While we’re in London, our celestial ‘allomother’ (my mum) takes care of Essie twice a week. Essie feels right at home in my parents’ house, my dad spends all day cooking for her, and she loves nothing more than when we all go away for a few days and stay together in a holiday home (though this invariably results in at least one nervous breakdown on my part — no-one said alloparenting would be trauma-free).
While we’re in Nijmegen, Essie is lucky enough to have two partial alloparents. Our friend Crystal takes her once a week, and she goes to our friends Louise and Poe on Saturday mornings and plays with their two older boys, all of which she adores. Erik’s dad and his partner are also an important part of her life.
All of our alloparents tell us that caring for Essie means a lot to them too. Thankfully, mutual reward seems to be part of the whole alloparenting design, though of course we always need to tread the line of not taking the piss.
None of this has been a walk in the park. We’ve built this fledgling community gradually over a period of years, and it’s still only gotten us partially beyond the nuclear situation. It costs a lot of money, it’s a bureaucratic migraine, heaven knows what we’ll do when Essie reaches school-age — and then there’s those god forsaken borders.
We are in the relatively ‘privileged’ position of being able to cobble our lives together in this way, at least for now. Most people wouldn’t be able to do this because our societies and global economy are structured to get in the way.
But at least the concept of alloparenting and the idea of ‘clusters’ of people of various ages and life configurations raising children together can give us a kind of compass — a light to guide us as we bump along our parenting paths.
Leave a comment! I’d love to hear from you:
What are your wishes and values when it comes to family life and balance?
Have you managed to form a family structure that goes against the grain of your society? How??
Are you an alloparent or would you like to be one?
Anything else you’d like to share!
Thanks for writing this despite recent exhaustion, I feel you!
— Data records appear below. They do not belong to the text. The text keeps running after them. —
//! Stable reference lookup via the "latest release" endpoint

use crate::remote::build_url;
use crate::remote::reference::{Reference, ResolvedReference};
use colored::Colorize;
use serde::Deserialize;
use std::time::Duration;
use thiserror::Error;
use url::Url;

/// Why a release lookup produced no tag; `stable_ref` collapses it to the default branch
#[derive(Error, Debug)]
pub enum LookupError {
    #[error("request failed: {0}")]
    Request(#[from] reqwest::Error),
    #[error("HTTP {0}")]
    Status(reqwest::StatusCode),
    #[error("release has an empty tag name")]
    EmptyTag,
    #[error("{0}")]
    Url(String),
}

#[derive(Debug, Deserialize)]
struct LatestRelease {
    tag_name: String,
}

/// Resolves the most recent published release of a repository
pub struct ReleaseResolver<'a> {
    client: &'a reqwest::Client,
    api_base: &'a Url,
    timeout: Duration,
}

impl<'a> ReleaseResolver<'a> {
    pub fn new(client: &'a reqwest::Client, api_base: &'a Url, timeout: Duration) -> Self {
        Self {
            client,
            api_base,
            timeout,
        }
    }

    /// `<api>/repos/<owner>/<repo>/releases/latest`
    pub fn latest_release_url(&self, owner: &str, repo: &str) -> Result<Url, LookupError> {
        build_url(self.api_base, &["repos", owner, repo, "releases", "latest"])
            .map_err(|e| LookupError::Url(e.to_string()))
    }

    /// Tag name of the latest release
    pub async fn latest_release(&self, owner: &str, repo: &str) -> Result<String, LookupError> {
        let url = self.latest_release_url(owner, repo)?;
        let response = self
            .client
            .get(url)
            .header(reqwest::header::ACCEPT, "application/vnd.github+json")
            .timeout(self.timeout)
            .send()
            .await?;

        if !response.status().is_success() {
            return Err(LookupError::Status(response.status()));
        }

        let release: LatestRelease = response.json().await?;
        let tag = release.tag_name.trim();
        if tag.is_empty() {
            return Err(LookupError::EmptyTag);
        }
        Ok(tag.to_string())
    }

    /// Latest release tag, or `default_branch` when there is none
    pub async fn stable_ref(&self, owner: &str, repo: &str, default_branch: &str) -> String {
        match self.latest_release(owner, repo).await {
            Ok(tag) => {
                println!(
                    "{} {}/{} {}",
                    "Latest release of".dimmed(),
                    owner,
                    repo,
                    tag.green()
                );
                tag
            }
            Err(e) => {
                println!(
                    "{} {}/{} ({}), using {}",
                    "No release found for".dimmed(),
                    owner,
                    repo,
                    e,
                    default_branch.yellow()
                );
                default_branch.to_string()
            }
        }
    }

    /// Pin a reference: an explicit version is kept, a missing one is looked up
    pub async fn resolve(&self, reference: Reference, default_branch: &str) -> ResolvedReference {
        let version = match reference.version.as_deref() {
            Some(explicit) => explicit.to_string(),
            None => {
                self.stable_ref(&reference.owner, &reference.repository, default_branch)
                    .await
            }
        };
        reference.pin(version)
    }
}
I first heard about alloparenting via Tracey Cassels https://evolutionaryparenting.com/when-being-a-primate-makes-parenting-so-much-harder/
It’s so easy to feel defeated as a parent working a job, doing ALL the things and raising children with minimal support but I appreciate Tracey’s idea of “evolutionary mismatch”.
We can be kinder to ourselves when we remember we’re primates - living in a nuclear unit that doesn’t match up with what our children (and the part of us that’s not solely ‘mum’) actually need to thrive.
“I forgot to mention I believe I experienced alloparenting firsthand. My mother and father were very young when I was born, so the care and guidance of my great-mother, grandmother, aunties, uncles, even my older sister, and the wider community all helped shape the rhythm and texture of my early life. It was truly a shared weaving of my childhood.”